» What the task asks
Report every line in the records below that holds the word "order".

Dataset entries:
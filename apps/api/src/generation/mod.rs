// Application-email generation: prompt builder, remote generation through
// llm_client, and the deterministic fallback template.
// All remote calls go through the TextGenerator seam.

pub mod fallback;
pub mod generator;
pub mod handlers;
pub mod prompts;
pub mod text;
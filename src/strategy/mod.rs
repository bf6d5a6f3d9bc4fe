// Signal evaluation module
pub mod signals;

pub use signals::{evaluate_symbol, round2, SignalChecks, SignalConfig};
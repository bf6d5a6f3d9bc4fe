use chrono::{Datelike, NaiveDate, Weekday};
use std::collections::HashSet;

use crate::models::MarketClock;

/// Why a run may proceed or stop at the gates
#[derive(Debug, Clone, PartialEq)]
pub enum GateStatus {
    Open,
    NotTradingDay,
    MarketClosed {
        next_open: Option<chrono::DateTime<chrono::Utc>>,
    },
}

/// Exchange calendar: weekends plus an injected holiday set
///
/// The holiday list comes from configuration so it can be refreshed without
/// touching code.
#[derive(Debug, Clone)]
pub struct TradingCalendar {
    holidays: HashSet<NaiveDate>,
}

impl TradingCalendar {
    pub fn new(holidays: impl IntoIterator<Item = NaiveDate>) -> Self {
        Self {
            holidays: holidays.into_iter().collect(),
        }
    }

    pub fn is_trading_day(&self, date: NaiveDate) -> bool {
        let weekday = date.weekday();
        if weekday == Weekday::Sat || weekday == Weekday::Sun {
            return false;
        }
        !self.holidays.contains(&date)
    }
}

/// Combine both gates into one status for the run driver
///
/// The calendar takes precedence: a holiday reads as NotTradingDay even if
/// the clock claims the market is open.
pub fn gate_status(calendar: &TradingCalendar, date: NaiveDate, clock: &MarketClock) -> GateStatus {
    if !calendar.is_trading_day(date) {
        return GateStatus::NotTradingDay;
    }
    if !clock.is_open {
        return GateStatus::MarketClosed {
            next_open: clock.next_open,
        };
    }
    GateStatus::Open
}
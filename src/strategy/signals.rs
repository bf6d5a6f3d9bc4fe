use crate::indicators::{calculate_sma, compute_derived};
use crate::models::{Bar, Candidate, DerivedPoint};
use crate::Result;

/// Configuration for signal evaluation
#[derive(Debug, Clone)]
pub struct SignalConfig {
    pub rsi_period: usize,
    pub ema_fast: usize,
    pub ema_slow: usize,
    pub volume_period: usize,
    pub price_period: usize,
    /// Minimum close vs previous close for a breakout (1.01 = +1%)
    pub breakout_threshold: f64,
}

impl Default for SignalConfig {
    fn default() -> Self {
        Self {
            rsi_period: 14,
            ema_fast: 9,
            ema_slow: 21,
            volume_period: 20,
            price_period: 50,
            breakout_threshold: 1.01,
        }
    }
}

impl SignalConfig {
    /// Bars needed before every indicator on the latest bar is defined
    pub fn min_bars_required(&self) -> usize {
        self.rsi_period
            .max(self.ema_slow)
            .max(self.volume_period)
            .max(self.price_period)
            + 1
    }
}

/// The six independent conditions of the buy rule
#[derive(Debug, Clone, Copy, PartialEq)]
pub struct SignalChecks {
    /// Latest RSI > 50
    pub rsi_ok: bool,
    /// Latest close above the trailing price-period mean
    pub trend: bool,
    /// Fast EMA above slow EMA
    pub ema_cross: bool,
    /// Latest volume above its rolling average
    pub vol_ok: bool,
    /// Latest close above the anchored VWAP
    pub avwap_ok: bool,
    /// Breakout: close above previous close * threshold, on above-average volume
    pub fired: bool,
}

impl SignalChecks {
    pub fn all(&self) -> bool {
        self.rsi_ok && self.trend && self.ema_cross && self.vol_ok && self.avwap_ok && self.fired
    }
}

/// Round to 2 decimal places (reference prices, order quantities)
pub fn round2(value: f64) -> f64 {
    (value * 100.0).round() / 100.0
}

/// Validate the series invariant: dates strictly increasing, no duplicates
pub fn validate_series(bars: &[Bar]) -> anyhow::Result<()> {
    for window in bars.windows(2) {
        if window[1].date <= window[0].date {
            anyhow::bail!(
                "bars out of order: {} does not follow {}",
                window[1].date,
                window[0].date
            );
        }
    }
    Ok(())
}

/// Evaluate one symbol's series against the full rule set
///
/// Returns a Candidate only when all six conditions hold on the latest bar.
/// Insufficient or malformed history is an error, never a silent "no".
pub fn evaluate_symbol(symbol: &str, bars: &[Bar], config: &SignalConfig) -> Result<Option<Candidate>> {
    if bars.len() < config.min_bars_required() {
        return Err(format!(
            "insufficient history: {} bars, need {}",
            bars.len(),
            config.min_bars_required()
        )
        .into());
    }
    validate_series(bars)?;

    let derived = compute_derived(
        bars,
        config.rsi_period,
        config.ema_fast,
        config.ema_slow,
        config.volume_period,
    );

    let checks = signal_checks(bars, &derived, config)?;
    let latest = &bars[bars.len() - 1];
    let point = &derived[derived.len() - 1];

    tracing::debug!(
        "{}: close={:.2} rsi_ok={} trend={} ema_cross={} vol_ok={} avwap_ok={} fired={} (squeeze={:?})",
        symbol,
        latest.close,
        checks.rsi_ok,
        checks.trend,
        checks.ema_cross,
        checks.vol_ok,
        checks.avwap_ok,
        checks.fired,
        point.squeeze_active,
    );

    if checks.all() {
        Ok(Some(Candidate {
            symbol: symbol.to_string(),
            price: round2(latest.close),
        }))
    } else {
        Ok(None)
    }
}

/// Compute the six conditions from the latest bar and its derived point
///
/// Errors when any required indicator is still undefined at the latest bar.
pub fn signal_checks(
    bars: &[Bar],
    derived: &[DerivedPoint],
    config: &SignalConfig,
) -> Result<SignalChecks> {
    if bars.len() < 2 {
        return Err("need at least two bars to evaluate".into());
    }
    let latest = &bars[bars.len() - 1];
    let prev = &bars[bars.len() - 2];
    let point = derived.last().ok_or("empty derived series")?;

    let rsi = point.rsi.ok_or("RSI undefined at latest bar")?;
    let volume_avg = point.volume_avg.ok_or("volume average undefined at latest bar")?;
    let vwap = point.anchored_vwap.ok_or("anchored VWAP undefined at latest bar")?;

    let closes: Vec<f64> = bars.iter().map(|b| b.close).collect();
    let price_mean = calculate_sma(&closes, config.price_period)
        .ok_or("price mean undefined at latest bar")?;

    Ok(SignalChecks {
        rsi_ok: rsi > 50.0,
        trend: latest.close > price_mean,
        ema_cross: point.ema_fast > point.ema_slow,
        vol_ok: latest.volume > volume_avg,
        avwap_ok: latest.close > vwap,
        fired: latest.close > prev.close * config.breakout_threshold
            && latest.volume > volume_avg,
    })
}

--

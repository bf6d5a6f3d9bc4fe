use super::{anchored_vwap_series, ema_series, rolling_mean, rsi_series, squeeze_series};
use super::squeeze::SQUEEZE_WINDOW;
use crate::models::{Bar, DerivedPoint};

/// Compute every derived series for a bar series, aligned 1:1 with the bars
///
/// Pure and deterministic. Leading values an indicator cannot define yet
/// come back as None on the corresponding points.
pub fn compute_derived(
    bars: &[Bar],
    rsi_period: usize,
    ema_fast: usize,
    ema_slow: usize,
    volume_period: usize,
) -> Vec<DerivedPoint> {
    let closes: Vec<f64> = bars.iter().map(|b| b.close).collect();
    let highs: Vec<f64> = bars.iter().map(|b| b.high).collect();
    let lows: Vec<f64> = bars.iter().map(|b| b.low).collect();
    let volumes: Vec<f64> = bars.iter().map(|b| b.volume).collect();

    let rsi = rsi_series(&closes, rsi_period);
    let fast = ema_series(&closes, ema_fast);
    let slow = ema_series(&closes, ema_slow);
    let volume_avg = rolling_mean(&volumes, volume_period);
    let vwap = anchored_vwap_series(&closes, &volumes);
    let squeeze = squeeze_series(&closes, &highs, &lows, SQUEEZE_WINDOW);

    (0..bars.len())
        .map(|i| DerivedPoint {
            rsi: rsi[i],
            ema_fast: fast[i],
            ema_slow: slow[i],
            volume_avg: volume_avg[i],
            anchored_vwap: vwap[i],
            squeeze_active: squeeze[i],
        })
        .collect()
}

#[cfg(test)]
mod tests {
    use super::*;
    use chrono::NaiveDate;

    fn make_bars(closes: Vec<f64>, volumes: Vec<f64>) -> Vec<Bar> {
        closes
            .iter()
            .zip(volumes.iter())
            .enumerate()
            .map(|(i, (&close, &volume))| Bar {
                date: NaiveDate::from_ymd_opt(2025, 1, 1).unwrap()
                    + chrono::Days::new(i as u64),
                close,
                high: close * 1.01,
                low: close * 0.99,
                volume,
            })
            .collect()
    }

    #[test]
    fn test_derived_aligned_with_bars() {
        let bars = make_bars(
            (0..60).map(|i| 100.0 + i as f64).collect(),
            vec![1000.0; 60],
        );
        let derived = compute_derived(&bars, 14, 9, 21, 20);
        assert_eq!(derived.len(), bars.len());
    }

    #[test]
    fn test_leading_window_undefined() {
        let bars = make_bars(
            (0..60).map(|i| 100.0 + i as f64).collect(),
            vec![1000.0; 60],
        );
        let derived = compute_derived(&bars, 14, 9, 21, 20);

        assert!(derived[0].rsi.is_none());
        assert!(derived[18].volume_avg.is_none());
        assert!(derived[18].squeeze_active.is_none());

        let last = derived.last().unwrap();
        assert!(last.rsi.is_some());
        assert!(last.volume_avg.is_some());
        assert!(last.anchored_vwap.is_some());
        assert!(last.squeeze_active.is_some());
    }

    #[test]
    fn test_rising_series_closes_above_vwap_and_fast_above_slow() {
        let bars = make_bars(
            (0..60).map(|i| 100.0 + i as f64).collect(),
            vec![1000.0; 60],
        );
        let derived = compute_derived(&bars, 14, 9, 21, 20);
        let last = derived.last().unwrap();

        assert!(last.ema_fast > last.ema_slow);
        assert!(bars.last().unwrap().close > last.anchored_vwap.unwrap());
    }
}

---

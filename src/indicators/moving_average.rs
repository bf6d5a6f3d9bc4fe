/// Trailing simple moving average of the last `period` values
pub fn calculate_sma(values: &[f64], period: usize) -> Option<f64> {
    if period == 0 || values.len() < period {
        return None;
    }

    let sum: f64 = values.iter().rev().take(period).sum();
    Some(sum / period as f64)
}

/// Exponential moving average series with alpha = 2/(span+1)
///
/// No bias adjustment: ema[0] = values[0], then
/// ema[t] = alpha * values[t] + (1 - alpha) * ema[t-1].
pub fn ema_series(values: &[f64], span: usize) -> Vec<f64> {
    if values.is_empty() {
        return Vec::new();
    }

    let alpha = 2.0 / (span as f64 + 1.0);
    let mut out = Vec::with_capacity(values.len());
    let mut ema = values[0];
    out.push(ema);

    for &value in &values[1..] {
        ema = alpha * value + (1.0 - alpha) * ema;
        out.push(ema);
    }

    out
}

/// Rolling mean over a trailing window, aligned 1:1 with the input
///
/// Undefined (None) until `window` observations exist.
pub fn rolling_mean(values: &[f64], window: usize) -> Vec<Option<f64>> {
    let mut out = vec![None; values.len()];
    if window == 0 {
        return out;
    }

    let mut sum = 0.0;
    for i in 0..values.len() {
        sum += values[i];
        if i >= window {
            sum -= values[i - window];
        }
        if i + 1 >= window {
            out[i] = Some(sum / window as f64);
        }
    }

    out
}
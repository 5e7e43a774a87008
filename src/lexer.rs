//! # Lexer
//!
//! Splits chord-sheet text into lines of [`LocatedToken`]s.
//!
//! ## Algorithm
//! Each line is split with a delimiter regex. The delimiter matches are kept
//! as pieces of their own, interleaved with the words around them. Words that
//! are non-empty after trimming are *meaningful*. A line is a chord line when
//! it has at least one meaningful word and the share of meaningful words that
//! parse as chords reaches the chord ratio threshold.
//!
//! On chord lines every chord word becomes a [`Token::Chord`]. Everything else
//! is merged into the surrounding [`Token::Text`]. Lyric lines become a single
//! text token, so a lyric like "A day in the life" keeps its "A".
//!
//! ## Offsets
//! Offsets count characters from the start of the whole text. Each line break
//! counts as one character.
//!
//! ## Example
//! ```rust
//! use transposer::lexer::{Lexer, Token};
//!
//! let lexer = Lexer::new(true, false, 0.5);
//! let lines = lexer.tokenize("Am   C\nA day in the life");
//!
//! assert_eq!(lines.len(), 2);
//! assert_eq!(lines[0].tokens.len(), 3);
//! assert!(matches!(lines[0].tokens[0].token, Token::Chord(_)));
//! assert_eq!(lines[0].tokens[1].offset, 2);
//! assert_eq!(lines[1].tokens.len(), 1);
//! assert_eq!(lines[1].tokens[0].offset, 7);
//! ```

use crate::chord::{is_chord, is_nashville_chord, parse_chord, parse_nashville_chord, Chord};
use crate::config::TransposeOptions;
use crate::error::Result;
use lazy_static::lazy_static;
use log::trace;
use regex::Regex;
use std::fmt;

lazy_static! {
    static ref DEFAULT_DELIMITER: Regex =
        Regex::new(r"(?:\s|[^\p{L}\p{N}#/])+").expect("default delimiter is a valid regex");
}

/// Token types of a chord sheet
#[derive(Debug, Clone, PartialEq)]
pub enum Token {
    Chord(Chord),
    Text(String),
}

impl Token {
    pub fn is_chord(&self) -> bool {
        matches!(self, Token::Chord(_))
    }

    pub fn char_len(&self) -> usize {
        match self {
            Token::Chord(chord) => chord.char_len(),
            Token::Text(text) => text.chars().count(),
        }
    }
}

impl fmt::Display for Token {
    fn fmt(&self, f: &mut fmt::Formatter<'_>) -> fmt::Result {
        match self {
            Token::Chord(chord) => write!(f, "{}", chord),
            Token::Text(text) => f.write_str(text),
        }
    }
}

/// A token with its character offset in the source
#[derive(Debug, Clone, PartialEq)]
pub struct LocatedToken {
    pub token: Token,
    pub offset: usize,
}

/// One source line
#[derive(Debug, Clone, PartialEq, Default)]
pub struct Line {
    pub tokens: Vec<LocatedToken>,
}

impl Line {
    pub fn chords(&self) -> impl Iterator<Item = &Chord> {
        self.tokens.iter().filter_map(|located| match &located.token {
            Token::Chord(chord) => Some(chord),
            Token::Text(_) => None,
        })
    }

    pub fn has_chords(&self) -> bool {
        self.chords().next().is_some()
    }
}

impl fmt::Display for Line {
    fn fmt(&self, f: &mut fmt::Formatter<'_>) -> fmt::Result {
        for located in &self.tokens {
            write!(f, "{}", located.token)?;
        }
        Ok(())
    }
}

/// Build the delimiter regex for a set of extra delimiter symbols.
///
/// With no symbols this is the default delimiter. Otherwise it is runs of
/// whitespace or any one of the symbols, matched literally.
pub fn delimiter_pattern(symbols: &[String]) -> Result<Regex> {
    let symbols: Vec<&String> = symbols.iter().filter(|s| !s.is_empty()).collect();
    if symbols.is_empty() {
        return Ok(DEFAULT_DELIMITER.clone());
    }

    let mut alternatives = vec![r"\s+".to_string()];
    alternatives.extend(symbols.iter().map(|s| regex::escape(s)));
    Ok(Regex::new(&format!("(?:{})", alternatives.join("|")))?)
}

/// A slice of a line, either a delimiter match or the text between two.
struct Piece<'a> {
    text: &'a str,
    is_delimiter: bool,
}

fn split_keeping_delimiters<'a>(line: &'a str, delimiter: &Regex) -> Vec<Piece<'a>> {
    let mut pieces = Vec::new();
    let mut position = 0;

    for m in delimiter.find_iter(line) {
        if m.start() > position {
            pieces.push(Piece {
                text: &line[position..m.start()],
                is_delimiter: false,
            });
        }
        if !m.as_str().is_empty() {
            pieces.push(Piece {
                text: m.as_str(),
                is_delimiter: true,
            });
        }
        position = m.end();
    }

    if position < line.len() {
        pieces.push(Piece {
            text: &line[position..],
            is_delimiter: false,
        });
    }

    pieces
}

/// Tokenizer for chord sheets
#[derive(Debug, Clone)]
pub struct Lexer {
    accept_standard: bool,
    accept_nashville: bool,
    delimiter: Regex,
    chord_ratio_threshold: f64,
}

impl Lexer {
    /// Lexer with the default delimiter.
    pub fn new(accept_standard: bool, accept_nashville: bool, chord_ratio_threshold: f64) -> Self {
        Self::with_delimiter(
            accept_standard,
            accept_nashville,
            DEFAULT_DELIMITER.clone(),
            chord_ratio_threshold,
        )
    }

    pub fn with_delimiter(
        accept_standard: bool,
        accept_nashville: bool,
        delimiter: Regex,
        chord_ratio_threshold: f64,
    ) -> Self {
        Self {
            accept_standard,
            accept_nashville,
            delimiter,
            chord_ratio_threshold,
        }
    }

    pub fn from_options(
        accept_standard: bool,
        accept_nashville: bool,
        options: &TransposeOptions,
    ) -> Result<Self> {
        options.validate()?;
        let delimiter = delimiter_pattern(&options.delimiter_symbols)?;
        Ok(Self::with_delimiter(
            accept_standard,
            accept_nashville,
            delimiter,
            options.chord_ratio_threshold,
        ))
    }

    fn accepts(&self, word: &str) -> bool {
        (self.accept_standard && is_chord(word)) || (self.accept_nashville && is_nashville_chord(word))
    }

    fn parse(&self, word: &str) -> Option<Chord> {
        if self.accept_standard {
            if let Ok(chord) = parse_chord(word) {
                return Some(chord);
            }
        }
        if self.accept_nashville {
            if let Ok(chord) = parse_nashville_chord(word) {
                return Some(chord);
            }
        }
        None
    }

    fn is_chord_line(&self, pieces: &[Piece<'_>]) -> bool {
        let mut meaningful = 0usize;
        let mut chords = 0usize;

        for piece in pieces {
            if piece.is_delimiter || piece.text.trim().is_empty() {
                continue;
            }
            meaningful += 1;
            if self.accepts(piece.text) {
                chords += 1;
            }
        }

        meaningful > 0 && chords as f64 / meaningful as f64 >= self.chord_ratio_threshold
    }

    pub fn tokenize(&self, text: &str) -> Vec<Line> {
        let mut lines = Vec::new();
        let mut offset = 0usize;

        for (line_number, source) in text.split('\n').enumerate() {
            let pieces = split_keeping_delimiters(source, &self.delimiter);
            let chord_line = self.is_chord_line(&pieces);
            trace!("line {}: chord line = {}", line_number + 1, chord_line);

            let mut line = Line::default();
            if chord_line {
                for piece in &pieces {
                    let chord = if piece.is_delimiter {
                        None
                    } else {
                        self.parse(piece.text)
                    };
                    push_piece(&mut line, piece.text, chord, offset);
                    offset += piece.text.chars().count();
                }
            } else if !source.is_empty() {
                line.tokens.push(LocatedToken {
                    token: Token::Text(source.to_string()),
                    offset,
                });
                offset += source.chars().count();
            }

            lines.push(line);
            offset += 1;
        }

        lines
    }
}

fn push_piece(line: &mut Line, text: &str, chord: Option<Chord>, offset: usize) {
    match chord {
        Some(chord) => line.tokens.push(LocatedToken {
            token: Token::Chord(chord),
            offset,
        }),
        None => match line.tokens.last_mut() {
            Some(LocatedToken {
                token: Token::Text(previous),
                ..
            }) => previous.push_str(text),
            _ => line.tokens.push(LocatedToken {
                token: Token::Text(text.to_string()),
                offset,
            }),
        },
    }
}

» Your response
/// Round to 2 decimal places (reference prices, order quantities)
                "bars out of order: {} does not follow {}",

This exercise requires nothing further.